**Your goal:**
Could you set down exactly the lines of the data below, starting at the one that holds "let changed = modify_records(&store, Collection::Diet, |records|" and ending at the one that holds "assert!(!changed);", both included, and only those?

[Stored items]

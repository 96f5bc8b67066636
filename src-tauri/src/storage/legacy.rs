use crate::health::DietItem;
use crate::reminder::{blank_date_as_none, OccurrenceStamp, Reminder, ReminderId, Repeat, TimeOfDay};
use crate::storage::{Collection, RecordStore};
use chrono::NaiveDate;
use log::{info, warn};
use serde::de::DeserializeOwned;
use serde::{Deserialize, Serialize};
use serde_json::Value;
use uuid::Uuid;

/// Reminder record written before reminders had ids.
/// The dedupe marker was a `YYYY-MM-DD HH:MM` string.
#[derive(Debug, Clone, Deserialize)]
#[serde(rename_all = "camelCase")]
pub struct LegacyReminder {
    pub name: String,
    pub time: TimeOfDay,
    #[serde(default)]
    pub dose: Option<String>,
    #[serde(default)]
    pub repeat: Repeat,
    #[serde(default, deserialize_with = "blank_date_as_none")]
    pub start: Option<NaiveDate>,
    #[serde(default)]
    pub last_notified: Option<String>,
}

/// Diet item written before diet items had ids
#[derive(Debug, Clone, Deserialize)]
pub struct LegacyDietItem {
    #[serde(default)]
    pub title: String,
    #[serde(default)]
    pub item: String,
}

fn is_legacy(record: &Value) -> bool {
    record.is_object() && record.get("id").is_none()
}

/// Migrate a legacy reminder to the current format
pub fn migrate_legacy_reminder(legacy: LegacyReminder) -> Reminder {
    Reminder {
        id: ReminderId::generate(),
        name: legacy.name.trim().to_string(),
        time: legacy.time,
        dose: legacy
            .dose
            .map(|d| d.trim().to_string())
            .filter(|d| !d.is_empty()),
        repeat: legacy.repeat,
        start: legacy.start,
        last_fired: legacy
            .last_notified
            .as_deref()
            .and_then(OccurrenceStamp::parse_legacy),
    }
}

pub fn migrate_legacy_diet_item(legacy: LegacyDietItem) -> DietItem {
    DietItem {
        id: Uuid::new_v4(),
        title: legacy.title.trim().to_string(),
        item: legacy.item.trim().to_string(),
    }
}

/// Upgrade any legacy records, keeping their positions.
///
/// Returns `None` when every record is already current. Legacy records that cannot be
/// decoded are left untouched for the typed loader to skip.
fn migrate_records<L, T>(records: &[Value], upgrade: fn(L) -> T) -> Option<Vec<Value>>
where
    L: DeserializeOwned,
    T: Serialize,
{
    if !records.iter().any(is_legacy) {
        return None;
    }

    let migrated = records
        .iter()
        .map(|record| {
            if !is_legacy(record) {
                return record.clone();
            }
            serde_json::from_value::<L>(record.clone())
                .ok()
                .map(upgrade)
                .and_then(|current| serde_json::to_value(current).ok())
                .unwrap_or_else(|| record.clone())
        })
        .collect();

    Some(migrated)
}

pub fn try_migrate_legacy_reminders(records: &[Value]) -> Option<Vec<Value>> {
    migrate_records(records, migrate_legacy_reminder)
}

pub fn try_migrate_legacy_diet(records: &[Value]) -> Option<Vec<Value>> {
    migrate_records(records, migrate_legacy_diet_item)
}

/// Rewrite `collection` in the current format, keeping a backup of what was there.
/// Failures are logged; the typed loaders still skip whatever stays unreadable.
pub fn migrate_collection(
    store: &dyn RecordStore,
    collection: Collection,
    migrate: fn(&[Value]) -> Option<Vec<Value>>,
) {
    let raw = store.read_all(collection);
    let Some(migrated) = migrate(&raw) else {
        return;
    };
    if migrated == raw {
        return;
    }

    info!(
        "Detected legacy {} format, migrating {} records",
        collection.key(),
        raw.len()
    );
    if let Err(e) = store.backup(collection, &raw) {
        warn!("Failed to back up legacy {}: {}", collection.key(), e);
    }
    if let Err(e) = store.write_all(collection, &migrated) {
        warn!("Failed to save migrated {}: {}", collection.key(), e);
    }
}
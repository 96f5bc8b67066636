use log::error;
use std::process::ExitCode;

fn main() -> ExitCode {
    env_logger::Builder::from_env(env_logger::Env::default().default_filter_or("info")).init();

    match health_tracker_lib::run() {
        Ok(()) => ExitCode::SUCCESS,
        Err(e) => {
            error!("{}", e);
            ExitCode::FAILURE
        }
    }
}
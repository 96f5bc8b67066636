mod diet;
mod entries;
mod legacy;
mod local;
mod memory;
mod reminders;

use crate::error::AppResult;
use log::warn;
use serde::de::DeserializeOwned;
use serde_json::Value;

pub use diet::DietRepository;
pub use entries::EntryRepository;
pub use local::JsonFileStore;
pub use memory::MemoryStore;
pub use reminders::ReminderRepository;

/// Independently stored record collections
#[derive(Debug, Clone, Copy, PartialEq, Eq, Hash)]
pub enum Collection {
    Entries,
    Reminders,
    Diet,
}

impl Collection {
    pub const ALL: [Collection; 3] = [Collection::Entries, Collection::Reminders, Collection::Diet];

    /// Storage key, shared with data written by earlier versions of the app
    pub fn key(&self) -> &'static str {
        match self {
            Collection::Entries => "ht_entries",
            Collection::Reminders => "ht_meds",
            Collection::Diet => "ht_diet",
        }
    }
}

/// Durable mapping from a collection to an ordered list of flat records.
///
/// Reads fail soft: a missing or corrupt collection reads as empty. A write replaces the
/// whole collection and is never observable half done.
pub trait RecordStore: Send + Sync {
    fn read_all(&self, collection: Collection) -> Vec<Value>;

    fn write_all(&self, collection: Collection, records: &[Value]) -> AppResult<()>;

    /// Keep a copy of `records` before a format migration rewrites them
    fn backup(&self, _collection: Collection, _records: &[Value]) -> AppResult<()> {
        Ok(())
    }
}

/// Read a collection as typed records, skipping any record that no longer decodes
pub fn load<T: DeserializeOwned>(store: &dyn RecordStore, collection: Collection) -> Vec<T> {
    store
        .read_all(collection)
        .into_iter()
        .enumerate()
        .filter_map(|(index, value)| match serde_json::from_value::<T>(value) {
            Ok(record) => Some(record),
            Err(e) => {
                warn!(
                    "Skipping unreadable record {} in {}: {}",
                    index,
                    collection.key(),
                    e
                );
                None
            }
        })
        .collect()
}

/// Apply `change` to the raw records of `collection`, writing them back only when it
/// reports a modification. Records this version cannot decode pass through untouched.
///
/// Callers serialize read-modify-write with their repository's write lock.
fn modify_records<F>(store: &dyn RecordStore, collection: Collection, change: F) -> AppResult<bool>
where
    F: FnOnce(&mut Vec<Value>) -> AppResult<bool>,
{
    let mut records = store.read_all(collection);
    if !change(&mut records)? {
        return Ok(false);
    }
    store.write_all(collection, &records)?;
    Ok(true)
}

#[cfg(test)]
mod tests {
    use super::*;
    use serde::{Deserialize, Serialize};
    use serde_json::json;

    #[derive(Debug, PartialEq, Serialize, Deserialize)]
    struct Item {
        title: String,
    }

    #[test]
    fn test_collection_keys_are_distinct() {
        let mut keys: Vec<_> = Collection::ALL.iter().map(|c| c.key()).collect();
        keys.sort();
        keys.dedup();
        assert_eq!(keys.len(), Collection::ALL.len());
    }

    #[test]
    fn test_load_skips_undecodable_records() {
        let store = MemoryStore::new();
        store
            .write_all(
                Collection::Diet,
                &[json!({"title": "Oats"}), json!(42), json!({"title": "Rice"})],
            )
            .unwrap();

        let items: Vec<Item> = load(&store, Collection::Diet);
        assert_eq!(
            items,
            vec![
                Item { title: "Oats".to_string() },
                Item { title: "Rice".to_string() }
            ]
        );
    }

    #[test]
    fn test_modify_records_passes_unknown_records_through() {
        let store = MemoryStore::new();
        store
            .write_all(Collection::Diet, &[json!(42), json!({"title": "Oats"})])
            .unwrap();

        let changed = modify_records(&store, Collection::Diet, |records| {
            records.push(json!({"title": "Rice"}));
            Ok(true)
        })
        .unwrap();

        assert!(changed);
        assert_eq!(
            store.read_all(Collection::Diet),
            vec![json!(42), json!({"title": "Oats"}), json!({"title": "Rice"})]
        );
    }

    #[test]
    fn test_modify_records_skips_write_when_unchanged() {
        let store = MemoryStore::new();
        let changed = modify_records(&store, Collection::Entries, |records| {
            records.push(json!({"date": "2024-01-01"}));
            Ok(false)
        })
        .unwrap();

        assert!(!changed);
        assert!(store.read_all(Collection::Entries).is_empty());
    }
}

**Result for this exercise:**
        let changed = modify_records(&store, Collection::Diet, |records| {
            records.push(json!({"title": "Rice"}));
            Ok(true)
        })
        .unwrap();

        assert!(changed);
        assert_eq!(
            store.read_all(Collection::Diet),
            vec![json!(42), json!({"title": "Oats"}), json!({"title": "Rice"})]
        );
    }

    #[test]
    fn test_modify_records_skips_write_when_unchanged() {
        let store = MemoryStore::new();
        let changed = modify_records(&store, Collection::Entries, |records| {
            records.push(json!({"date": "2024-01-01"}));
            Ok(false)
        })
        .unwrap();

        assert!(!changed);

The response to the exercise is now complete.